◆ **EXERCISE AIM**
Copy every line in the records below that contains the word "dropped".

Dataset entries
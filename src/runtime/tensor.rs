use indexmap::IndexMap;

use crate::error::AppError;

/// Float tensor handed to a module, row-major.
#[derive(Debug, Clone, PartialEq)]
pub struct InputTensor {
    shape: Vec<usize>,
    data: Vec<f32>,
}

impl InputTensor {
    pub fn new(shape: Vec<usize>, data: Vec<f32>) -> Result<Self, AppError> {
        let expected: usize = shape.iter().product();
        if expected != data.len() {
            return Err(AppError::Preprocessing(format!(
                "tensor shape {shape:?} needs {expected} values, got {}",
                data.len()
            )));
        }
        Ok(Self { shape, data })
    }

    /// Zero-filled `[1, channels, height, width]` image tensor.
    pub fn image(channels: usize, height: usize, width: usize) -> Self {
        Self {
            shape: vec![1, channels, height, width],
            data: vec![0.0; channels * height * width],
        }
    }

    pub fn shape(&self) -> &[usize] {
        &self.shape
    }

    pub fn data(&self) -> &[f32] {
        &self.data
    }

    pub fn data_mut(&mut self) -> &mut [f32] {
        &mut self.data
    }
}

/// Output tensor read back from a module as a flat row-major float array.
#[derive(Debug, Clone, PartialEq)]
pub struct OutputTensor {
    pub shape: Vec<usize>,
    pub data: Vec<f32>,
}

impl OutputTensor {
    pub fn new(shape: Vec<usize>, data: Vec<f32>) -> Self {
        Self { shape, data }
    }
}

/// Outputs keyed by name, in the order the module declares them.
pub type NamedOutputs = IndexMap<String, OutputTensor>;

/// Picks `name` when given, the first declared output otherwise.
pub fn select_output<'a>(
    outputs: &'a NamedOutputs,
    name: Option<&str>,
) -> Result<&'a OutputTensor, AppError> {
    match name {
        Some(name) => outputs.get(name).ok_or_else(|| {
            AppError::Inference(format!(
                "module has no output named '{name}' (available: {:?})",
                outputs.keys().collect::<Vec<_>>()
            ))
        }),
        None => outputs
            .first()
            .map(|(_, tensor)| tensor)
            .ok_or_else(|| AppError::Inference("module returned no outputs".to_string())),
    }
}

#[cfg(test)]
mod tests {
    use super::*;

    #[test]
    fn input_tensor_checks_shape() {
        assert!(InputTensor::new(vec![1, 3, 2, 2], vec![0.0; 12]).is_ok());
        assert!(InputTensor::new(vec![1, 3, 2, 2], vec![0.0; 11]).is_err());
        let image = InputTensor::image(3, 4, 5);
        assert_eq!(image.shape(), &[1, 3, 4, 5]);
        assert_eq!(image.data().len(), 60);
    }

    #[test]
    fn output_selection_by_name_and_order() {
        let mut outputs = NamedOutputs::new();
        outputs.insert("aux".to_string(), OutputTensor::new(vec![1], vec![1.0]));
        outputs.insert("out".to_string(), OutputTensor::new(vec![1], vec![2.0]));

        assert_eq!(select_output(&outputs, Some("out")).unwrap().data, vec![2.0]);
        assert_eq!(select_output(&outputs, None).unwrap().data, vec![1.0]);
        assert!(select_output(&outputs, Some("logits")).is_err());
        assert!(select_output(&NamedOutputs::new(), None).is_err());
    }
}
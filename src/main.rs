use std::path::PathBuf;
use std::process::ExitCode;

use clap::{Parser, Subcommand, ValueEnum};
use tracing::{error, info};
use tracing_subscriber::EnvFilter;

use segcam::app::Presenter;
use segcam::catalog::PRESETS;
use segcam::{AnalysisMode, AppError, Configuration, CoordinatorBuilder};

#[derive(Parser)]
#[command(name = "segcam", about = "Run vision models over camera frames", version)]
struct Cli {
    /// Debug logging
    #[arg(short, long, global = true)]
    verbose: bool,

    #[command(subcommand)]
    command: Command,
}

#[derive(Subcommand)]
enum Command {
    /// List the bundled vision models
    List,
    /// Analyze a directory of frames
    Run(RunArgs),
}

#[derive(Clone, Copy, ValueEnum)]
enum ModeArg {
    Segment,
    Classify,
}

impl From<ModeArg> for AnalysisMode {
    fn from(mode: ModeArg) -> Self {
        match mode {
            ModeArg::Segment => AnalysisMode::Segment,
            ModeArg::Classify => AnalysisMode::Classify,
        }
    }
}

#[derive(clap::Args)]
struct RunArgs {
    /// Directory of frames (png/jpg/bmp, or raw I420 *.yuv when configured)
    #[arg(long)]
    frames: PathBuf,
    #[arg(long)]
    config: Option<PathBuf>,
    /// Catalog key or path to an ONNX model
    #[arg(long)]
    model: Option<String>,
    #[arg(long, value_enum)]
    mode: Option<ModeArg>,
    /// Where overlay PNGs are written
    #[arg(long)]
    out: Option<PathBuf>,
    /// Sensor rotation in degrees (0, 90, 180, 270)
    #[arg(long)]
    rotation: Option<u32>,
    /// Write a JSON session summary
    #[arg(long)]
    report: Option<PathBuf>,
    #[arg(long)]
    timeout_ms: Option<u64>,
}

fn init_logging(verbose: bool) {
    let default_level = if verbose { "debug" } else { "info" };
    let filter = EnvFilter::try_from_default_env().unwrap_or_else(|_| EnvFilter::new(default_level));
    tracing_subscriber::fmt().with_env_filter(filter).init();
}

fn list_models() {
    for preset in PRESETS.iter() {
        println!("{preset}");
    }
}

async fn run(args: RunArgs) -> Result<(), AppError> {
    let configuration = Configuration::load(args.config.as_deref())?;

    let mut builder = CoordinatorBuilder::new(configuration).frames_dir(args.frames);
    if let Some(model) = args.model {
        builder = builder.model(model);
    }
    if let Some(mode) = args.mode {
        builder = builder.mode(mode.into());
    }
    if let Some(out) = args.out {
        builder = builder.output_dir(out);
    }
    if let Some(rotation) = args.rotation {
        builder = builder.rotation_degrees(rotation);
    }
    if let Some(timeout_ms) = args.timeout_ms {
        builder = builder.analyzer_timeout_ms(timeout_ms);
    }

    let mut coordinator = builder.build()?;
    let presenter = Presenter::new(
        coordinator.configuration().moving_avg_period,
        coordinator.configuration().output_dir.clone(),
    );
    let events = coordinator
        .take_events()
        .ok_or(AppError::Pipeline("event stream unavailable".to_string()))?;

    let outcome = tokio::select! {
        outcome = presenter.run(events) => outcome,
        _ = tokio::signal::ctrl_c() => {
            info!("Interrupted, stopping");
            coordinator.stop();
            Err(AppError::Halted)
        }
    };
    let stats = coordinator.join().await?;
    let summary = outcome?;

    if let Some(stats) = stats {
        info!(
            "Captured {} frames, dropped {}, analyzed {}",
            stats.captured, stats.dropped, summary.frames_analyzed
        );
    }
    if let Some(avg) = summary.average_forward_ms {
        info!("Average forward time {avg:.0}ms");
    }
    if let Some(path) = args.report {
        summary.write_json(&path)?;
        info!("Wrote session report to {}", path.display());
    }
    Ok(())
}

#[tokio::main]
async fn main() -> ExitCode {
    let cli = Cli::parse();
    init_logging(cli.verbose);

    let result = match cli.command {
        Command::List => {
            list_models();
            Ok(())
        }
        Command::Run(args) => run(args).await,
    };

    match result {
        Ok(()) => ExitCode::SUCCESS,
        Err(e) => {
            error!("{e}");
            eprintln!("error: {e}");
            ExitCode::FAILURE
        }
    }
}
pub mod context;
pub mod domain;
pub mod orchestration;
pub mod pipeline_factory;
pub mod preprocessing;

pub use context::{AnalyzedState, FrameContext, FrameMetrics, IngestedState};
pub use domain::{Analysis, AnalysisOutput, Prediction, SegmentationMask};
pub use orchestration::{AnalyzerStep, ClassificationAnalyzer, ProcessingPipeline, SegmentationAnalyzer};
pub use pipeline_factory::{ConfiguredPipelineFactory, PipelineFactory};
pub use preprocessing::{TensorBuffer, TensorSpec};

...

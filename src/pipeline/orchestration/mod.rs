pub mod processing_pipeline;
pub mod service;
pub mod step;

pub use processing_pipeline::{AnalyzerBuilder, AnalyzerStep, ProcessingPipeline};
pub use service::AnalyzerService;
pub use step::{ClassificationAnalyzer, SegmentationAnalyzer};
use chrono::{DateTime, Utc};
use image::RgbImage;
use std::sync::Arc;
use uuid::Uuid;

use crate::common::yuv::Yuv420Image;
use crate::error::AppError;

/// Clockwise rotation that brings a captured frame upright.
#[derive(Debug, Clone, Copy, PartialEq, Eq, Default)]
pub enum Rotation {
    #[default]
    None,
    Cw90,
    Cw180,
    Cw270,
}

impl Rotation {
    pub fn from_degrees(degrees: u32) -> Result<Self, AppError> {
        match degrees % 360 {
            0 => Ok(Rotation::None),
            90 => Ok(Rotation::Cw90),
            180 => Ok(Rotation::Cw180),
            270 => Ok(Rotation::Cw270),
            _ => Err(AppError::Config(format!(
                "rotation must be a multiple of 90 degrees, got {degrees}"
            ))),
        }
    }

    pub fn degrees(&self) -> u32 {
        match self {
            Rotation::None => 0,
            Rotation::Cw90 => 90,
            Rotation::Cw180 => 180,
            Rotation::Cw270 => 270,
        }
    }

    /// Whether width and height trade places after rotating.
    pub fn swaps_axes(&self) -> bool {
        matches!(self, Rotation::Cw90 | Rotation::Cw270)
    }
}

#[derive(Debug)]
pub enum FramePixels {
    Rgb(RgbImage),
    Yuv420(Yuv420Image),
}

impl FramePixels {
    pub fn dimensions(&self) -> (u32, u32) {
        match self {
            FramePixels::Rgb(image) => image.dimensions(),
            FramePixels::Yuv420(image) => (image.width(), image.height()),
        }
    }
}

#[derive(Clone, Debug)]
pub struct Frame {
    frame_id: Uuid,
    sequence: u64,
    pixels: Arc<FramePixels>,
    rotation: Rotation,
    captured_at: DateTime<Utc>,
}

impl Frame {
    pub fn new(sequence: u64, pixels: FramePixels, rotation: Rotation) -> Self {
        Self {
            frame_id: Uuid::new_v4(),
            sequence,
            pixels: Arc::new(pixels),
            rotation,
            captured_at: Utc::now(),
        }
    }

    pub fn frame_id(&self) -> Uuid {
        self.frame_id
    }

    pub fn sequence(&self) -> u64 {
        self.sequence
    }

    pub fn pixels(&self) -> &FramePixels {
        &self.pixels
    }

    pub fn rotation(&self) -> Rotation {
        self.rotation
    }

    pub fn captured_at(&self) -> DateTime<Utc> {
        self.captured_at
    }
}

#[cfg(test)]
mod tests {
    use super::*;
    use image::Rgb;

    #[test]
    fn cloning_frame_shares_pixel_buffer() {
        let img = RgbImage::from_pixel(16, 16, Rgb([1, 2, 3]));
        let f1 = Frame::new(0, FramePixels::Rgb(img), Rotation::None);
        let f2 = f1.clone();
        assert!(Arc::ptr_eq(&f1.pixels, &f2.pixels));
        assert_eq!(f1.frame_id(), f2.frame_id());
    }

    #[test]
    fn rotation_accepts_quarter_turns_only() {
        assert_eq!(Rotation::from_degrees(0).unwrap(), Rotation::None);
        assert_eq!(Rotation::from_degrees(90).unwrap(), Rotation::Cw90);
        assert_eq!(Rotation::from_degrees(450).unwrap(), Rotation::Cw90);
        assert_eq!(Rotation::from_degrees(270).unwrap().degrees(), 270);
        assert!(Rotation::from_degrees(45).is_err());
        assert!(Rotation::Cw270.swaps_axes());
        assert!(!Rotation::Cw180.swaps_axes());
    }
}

◆ **REPLY**
            "Captured {} frames, dropped {}, analyzed {}",
            stats.captured, stats.dropped, summary.frames_analyzed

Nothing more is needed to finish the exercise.